YOUR INSTRUCTIONS:
What is the number of lines in the data below that contain "first"? Answer with that number and no other words.

DATA SUPPLIED:
#[tokio::test]
async fn test_journal_entry_lifecycle() {
    let ledger = ledger();
    let tenant = TenantId::new();
    let actor = UserId::new();
    let cash = open(&ledger, tenant, "1000", AccountType::Asset, AccountCategory::Cash).await;
    let sales = open(
        &ledger,
        tenant,
        "4000",
        AccountType::Revenue,
        AccountCategory::SalesRevenue,
    )
    .await;
    let first = book(&ledger, tenant, d(1, 10), &cash, &sales, dec!(60)).await;
    let second = book(&ledger, tenant, d(1, 11), &cash, &sales, dec!(40)).await;

    let entry = ledger
        .create_journal_entry(tenant, NewJournalEntry::new(d(1, 11), "Daily sales"))
        .await
        .unwrap();
    assert_eq!(entry.status, JournalStatus::Draft);
    assert!(NumberGenerator::is_well_formed(NumberKind::JournalEntry, &entry.number));

    let err = ledger
        .post_journal_entry(tenant, entry.id, actor)
        .await
        .unwrap_err();
    assert!(matches!(err, LedgerError::EmptyJournalEntry(_)));

    ledger.attach_transaction(tenant, entry.id, first.id).await.unwrap();
    ledger.attach_transaction(tenant, entry.id, second.id).await.unwrap();
    // Re-attaching to the same entry is a no-op.
    ledger.attach_transaction(tenant, entry.id, second.id).await.unwrap();

    let other = ledger
        .create_journal_entry(tenant, NewJournalEntry::new(d(1, 11), "Other"))
        .await
        .unwrap();
    let err = ledger
        .attach_transaction(tenant, other.id, first.id)
        .await
        .unwrap_err();
    assert_eq!(err.kind(), ErrorKind::Conflict);

    let with_txns = ledger.get_journal_entry(tenant, entry.id).await.unwrap();
    assert_eq!(with_txns.transactions.len(), 2);

    let posted = ledger
        .post_journal_entry(tenant, entry.id, actor)
        .await
        .unwrap();
    assert_eq!(posted.status, JournalStatus::Posted);
    assert!(posted.posted);
    assert_eq!(posted.posted_by, Some(actor));
    assert!(posted.posted_at.is_some());

    let err = ledger
        .post_journal_entry(tenant, entry.id, actor)
        .await
        .unwrap_err();
    assert_eq!(err.kind(), ErrorKind::Conflict);

    let err = ledger
        .update_transaction(
            tenant,
            first.id,
            TransactionPatch {
                description: Some("edited".into()),
                ..TransactionPatch::default()
            },
        )
        .await
        .unwrap_err();
    assert_eq!(err.kind(), ErrorKind::ImmutableRecord);

    let err = ledger.delete_transaction(tenant, second.id).await.unwrap_err();
    assert_eq!(err.kind(), ErrorKind::ImmutableRecord);

    let err = ledger
        .detach_transaction(tenant, entry.id, first.id)
        .await
        .unwrap_err();
    assert_eq!(err.kind(), ErrorKind::Conflict);

    let posted_only = ledger
        .list_journal_entries(tenant, Some(JournalStatus::Posted))
        .await
        .unwrap();
    assert_eq!(posted_only.len(), 1);
    assert_eq!(posted_only[0].id, entry.id);
}

#[tokio::test]
async fn test_cancel_releases_transactions() {
    let ledger = ledger();
    let tenant = TenantId::new();
    let actor = UserId::new();
    let cash = open(&ledger, tenant, "1000", AccountType::Asset, AccountCategory::Cash).await;
    let sales = open(
        &ledger,
        tenant,
        "4000",
        AccountType::Revenue,
        AccountCategory::SalesRevenue,
    )
    .await;
    let txn = book(&ledger, tenant, d(1, 10), &cash, &sales, dec!(60)).await;

    let entry = ledger
        .create_journal_entry(tenant, NewJournalEntry::new(d(1, 10), "Draft"))
        .await
        .unwrap();
    ledger.attach_transaction(tenant, entry.id, txn.id).await.unwrap();

    let cancelled = ledger
        .cancel_journal_entry(tenant, entry.id, actor)
        .await
        .unwrap();
    assert_eq!(cancelled.status, JournalStatus::Cancelled);
    assert_eq!(cancelled.cancelled_by, Some(actor));

    let released = ledger.get_transaction(tenant, txn.id).await.unwrap();
    assert_eq!(released.journal_entry_id, None);

    let err = ledger
        .post_journal_entry(tenant, entry.id, actor)
        .await
        .unwrap_err();
    assert!(matches!(
        err,
        LedgerError::EntryNotDraft {
            status: JournalStatus::Cancelled,
            ..
        }
    ));

    let next = ledger
        .create_journal_entry(tenant, NewJournalEntry::new(d(1, 10), "Retry"))
        .await
        .unwrap();
    ledger.attach_transaction(tenant, next.id, txn.id).await.unwrap();
    ledger.detach_transaction(tenant, next.id, txn.id).await.unwrap();
    assert_eq!(
        ledger.get_transaction(tenant, txn.id).await.unwrap().journal_entry_id,
        None
    );
}

#[tokio::test(flavor = "multi_thread", worker_threads = 4)]
async fn test_concurrent_posts_have_one_winner() {
    let ledger = ledger();
    let tenant = TenantId::new();
    let cash = open(&ledger, tenant, "1000", AccountType::Asset, AccountCategory::Cash).await;
    let sales = open(
        &ledger,
        tenant,
        "4000",
        AccountType::Revenue,
        AccountCategory::SalesRevenue,
    )
    .await;
    let txn = book(&ledger, tenant, d(1, 10), &cash, &sales, dec!(60)).await;
    let entry = ledger
        .create_journal_entry(tenant, NewJournalEntry::new(d(1, 10), "Race"))
        .await
        .unwrap();
    ledger.attach_transaction(tenant, entry.id, txn.id).await.unwrap();

    let handles: Vec<_> = (0..8)
        .map(|_| {
            let ledger = ledger.clone();
            tokio::spawn(async move {
                ledger
                    .post_journal_entry(tenant, entry.id, UserId::new())
                    .await
            })
        })
        .collect();

    let mut wins = 0;
    let mut conflicts = 0;
    for handle in handles {
        match handle.await.unwrap() {
            Ok(_) => wins += 1,
            Err(err) if err.kind() == ErrorKind::Conflict => conflicts += 1,
            Err(err) => panic!("unexpected error: {err}"),
        }
    }
    assert_eq!(wins, 1);
    assert_eq!(conflicts, 7);
}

ANSWER FOR THE TASK:
5